La frase de la vieja canción retumbó algunos minutos en su cabeza, como si algo más se hubiera ido en esos segundos en los que las ruedas giraron por el empedrado que sobrevivía metros abajo.
La soledad se desveló. 
Los pensamientos se volvieron decisiones.
Los sentimientos se compenetraron, explotaron, se hicieron más fuertes, como si la oscuridad tuviera un dominio absoluto sobre ellos y los hiciera crecer de manera exponencial, con cada nuevo ronquido de la ciudad.
Un suspiro. Un desvelo. Una lagrima. 
Era inevitable retroceder y volver a escuchar cada una de sus conversaciones, como si fueran una nueva serie de Netflix.

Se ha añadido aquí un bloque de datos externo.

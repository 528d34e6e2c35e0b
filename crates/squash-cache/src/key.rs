//! Cache identities
//!
//! A key covers everything about a compression request except the content:
//! asset name, algorithm identity and the effective options. Content is
//! checked separately through the [`LazyContentTag`](crate::LazyContentTag).

use serde_json::{Map, Value};
use squash_types::CompressionOptions;
use std::fmt;

/// Deterministic identity of a (name, algorithm, options) triple
#[derive(Debug, Clone, PartialEq, Eq, Hash, PartialOrd, Ord)]
pub struct CacheKey(String);

impl CacheKey {
    /// Build the identity.
    ///
    /// Object keys serialize in sorted order at every depth, so equal inputs
    /// give byte-identical keys across runs.
    pub fn new(name: &str, algorithm: &Value, options: &CompressionOptions) -> Self {
        let mut identity = Map::new();
        identity.insert("name".to_string(), Value::String(name.to_string()));
        identity.insert("algorithm".to_string(), algorithm.clone());
        identity.insert(
            "compressionOptions".to_string(),
            Value::Object(options.clone()),
        );
        Self(Value::Object(identity).to_string())
    }

    /// The serialized identity
    pub fn as_str(&self) -> &str {
        &self.0
    }
}

impl fmt::Display for CacheKey {
    fn fmt(&self, f: &mut fmt::Formatter<'_>) -> fmt::Result {
        f.write_str(&self.0)
    }
}

impl From<CacheKey> for String {
    fn from(key: CacheKey) -> Self {
        key.0
    }
}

Amar y odiar al protagonista.
Atento e insensible. Inteligente y mentiroso.
Ese auto rojo había terminado, sin saberlo, con la serie del momento.
Cerró el libro que ya no leía. Y dejó 4 capítulos sin leer. 
No le gustaba dejarlos así, pero menos le gustaban las historias sin besos. Los besos sin noches. Y las noches sin Javier.